Donald Trump and Keir Starmer agree on one thing at least: their governments need reforming and to be much more efficient. Sadly for those on this side of the Atlantic, our value-for-money policies inspire little confidence.
The UK already needed radical attention but Labour’s first Budget has raised the stakes even higher. As the Office for Budget Responsibility set out, due to the Chancellor’s decisions, the size of the state will settle at 44 per cent of GDP by the end of the decade. That will be nearly five percentage points higher than before the pandemic.
Yet the Prime Minister intervened after the Budget to head off the idea that he was simply a big spender – emphasising that “reform is an essential pillar of this government’s agenda” from the “creaking central state” to public services such as the NHS.
Over the water, in September Donald Trump pledged to make Elon Musk the head of a commission that will undertake “a complete financial and performance audit of the entire federal government”. Last month, the businessman and investor said that he wanted to see a “once-in-a-lifetime deregulation and reduction in the size of government”.
That is quite a contrast with the UK effort.
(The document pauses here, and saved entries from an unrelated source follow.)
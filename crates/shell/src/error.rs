//! Shell error types.

use fileshell_file_ops::{FileOpsError, InvalidPath};
use fileshell_transfer::TransferError;

/// Coarse classification of a [`ShellError`].
#[derive(Debug, Clone, Copy, PartialEq, Eq)]
pub enum ErrorKind {
    UnknownCommand,
    MissingOperand,
    TooManyArguments,
    InvalidInput,
    AlreadyExists,
    OperationFailed,
}

/// Errors produced while parsing or executing one input line.
///
/// Everything except [`ShellError::OperationFailed`] is raised before the
/// command's handler runs, so no filesystem mutation has happened.
#[derive(Debug, thiserror::Error)]
pub enum ShellError {
    #[error("unknown command: {0}")]
    UnknownCommand(String),

    #[error("{command}: missing operand")]
    MissingOperand { command: &'static str },

    #[error("{command}: too many arguments")]
    TooManyArguments { command: &'static str },

    #[error("{input}: {source}")]
    InvalidInput {
        input: String,
        #[source]
        source: std::io::Error,
    },

    #[error("{command}: {source}")]
    OperationFailed {
        command: &'static str,
        #[source]
        source: FileOpsError,
    },
}

impl ShellError {
    pub(crate) fn invalid(input: impl Into<String>, reason: &str) -> Self {
        ShellError::InvalidInput {
            input: input.into(),
            source: std::io::Error::new(std::io::ErrorKind::InvalidInput, reason.to_string()),
        }
    }

    /// Returns the error's kind. Failures caused by an existing target
    /// report [`ErrorKind::AlreadyExists`].
    pub fn kind(&self) -> ErrorKind {
        match self {
            ShellError::UnknownCommand(_) => ErrorKind::UnknownCommand,
            ShellError::MissingOperand { .. } => ErrorKind::MissingOperand,
            ShellError::TooManyArguments { .. } => ErrorKind::TooManyArguments,
            ShellError::InvalidInput { .. } => ErrorKind::InvalidInput,
            ShellError::OperationFailed {
                source: FileOpsError::AlreadyExists(_),
                ..
            } => ErrorKind::AlreadyExists,
            ShellError::OperationFailed {
                source: FileOpsError::Transfer(TransferError::Io(e)),
                ..
            } if e.kind() == std::io::ErrorKind::AlreadyExists => ErrorKind::AlreadyExists,
            ShellError::OperationFailed { .. } => ErrorKind::OperationFailed,
        }
    }

    /// Whether the error was raised before any handler ran.
    pub fn is_structural(&self) -> bool {
        !matches!(self, ShellError::OperationFailed { .. })
    }
}

impl From<InvalidPath> for ShellError {
    fn from(e: InvalidPath) -> Self {
        ShellError::InvalidInput {
            input: e.path.display().to_string(),
            source: e.source,
        }
    }
}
First, there will be a “value for money unit” staffed by 20 civil servants rather than people hired for management experience. It will have an independent chair recruited from business but he will only work one day per week, meaning that his ideas will not take priority.
Second, the Budget offered a two per cent “productivity, efficiency and savings target” in 2025-26. Previous Budgets have included commitments of this kind to little effect. Labour productivity in the public sector decreased by eight per cent between 1997 and 2022 while it increased by 27 per cent across the whole economy.
Discussing his efficiency commission, Musk was asked whether he would seek efficiency gains of “two, three, four, five per cent” from government departments. He replied: “I think we’d need to do a bit more than that.”
Third, the Chancellor promised a “strategic plan for a more efficient and effective civil service”. This has also been seen before. There have been 17 plans to reform the civil service since the Fulton Report of 1968. None have had a lasting impact because they did not take advantage of the objectivity and expertise that outside professional managers and entrepreneurs would bring. Those voices would explain how different organisations have tackled similar problems that face the government today.
The UK has other institutions that seek to deliver value for money, but they also lack force. Select committees in parliament, supported by the National Audit Office, can focus attention on individual examples of bad spending, such as HS2. They can compel ministers and officials to give some account of their decisions. But they only address a fraction of public spending each year and only comment after decisions are taken.
The UK doesn’t need more watchdogs. It needs to bring in effective management for each department and public service. That should begin with the recognition that only the best managers, recruited externally, can lead the improvement of the huge organisations that make up the UK public sector.
Starmer is right – without reform, his government will fail to deliver promised improvements to the economy and public sector. He could use the “strategic plan for the civil service” promised in the Budget to make the necessary changes. Without that, his legacy will be a bigger state but not a better one.